Now for a bit of fun using a new feature introduced in ES6: the Proxy Class. The Proxy Class wraps around a JavaScript Object and controls access to the Object’s properties. The Proxy wrapper prevents direct access to the underlying Object, and instead executes user-defined callback functions. For those with a Java background, I like to think of it as extending an existing JavaScript Object, and overriding certain functions (or traps as they’re referred to in this context).

There are many great uses for Proxy Objects, but here we will be using it to provides consumers of asychronous resources two things:

  1. A location they can check to see if a resource is available
  2. An event they can listen for, which fires once the resource does become available

Below is a code snippet defining the Proxy Object:

// define the Proxy Object, which accepts a target Object as the first parameter,
//  and then a config Object as the second parameter (defining the "traps")
window.asyncResources = new Proxy({}, {
  set: function (target, key, value) {
    // set value to underlying object to allow retreival later
    target[key] = value
    // dispatch custom JavaScript event to notify consumers that resource is now available
    let evt = document.createEvent('Event')
    evt.resource = value
    evt.initEvent('asyncResources.available.' + key, true, false)
    window.dispatchEvent(evt)
  }
})

As we can see, the asyncResources Object is attached to the window and accessible from anywhere throughout our application. As resources become available, we can set them as a properties on this Object, and they too will become accessible throughout the application.

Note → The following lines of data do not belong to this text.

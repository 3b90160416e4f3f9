//! Counter-based one-time passwords.

use std::fmt;

use super::OtpError;
use crate::crypto::{KeyAlgorithm, KeyMaterial, MacAlgorithm};
use crate::encoding;

/// Number of decimal digits in a code, 4..=8
#[derive(Debug, Clone, Copy, PartialEq, Eq, Hash, PartialOrd, Ord)]
pub struct Digits(u32);

impl Digits {
    /// Shortest supported code
    pub const MIN: u32 = 4;
    /// Longest supported code
    pub const MAX: u32 = 8;

    /// Validate a digit count
    pub fn new(digits: u32) -> Result<Self, OtpError> {
        if !(Self::MIN..=Self::MAX).contains(&digits) {
            return Err(OtpError::InvalidDigits {
                min: Self::MIN,
                max: Self::MAX,
                actual: digits,
            });
        }
        Ok(Self(digits))
    }

    /// Digit count
    pub fn get(self) -> u32 {
        self.0
    }

    /// `10^digits`
    pub fn modulus(self) -> u32 {
        10u32.pow(self.0)
    }
}

impl fmt::Display for Digits {
    fn fmt(&self, f: &mut fmt::Formatter<'_>) -> fmt::Result {
        write!(f, "{}", self.0)
    }
}

/// HOTP generator bound to one shared secret
#[derive(Debug, Clone)]
pub struct Hotp {
    key: KeyMaterial,
    digits: Digits,
    algorithm: MacAlgorithm,
}

impl Hotp {
    /// Create a generator. `digits` must be in 4..=8.
    pub fn new(key: &[u8], digits: u32, algorithm: MacAlgorithm) -> Result<Self, OtpError> {
        if key.is_empty() {
            return Err(OtpError::EmptyKey);
        }
        Ok(Self {
            key: KeyMaterial::new(KeyAlgorithm::Hmac, key.to_vec()),
            digits: Digits::new(digits)?,
            algorithm,
        })
    }

    /// Code length
    pub fn digits(&self) -> Digits {
        self.digits
    }

    /// MAC family
    pub fn algorithm(&self) -> MacAlgorithm {
        self.algorithm
    }

    /// Numeric code for `counter`
    pub fn value(&self, counter: u64) -> u32 {
        let mac = self
            .algorithm
            .compute(self.key.as_bytes(), &encoding::u64_to_bytes(counter));
        dynamic_truncate(&mac) % self.digits.modulus()
    }

    /// Zero-padded code for `counter`
    pub fn generate(&self, counter: u64) -> String {
        self.format(self.value(counter))
    }

    pub(crate) fn format(&self, value: u32) -> String {
        format!("{:0width$}", value, width = self.digits.get() as usize)
    }
}

/// RFC 4226 section 5.3
fn dynamic_truncate(mac: &[u8]) -> u32 {
    let offset = (mac[mac.len() - 1] & 0x0f) as usize;
    let word = [mac[offset], mac[offset + 1], mac[offset + 2], mac[offset + 3]];
    u32::from_be_bytes(word) & 0x7fff_ffff
}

The secondary function of our Proxy Object is to emit a custom JavaScript event whenever new resources become available, alerting any interested components that “hey, the resource is now available.” Components can be configured to listen by attaching an event listener to the window like so:

// listen for the custom event emitted by our Proxy object above
window.addEventListener('asyncResources.available.resourceA', (e) => {
  // execute any resource dependent code now that the resource is available
  console.log('asyncResources.resourceA event fired', e.resource)
})

Now that we have the asyncResources Proxy Object defined, and the consuming components configured to listen, we can test things out by setting a property on the asyncResources Object. Our event listener above is listening for a property name “resourceA”, which we can set using this snippet:

asyncResources.resourceA = {
    name: 'taylor',
    age: 29,
    likes: ['biking','hiking','programming']
}

When setting the resourceA property, I see the console log message from our component event handler. Our component now knows that resourceA is available, and free to do what it needs with the asynchronous resource.

Screen capture of the Google Chrome JavaScript debugger console showing that when we set the resourceA property on the asyncResources Object, our component event handler above fires property.

Inspiration for Writing this Post

At work I sometimes inherit codebases that are dependent on in-house libraries that only load resources as needed. The best example is the jQuery Magnific Popup plugin – our JavaScript will query the DOM looking for the Magnific Popup class, and only import the JS if that class is found.

Sounds great right? But what happens when later you’re tasked with building another component that’s dependent on the lightbox modal functionality, say a popup video player. You now need to build logic into the video player to check and make sure the lightbox resource has loaded before trying to use it.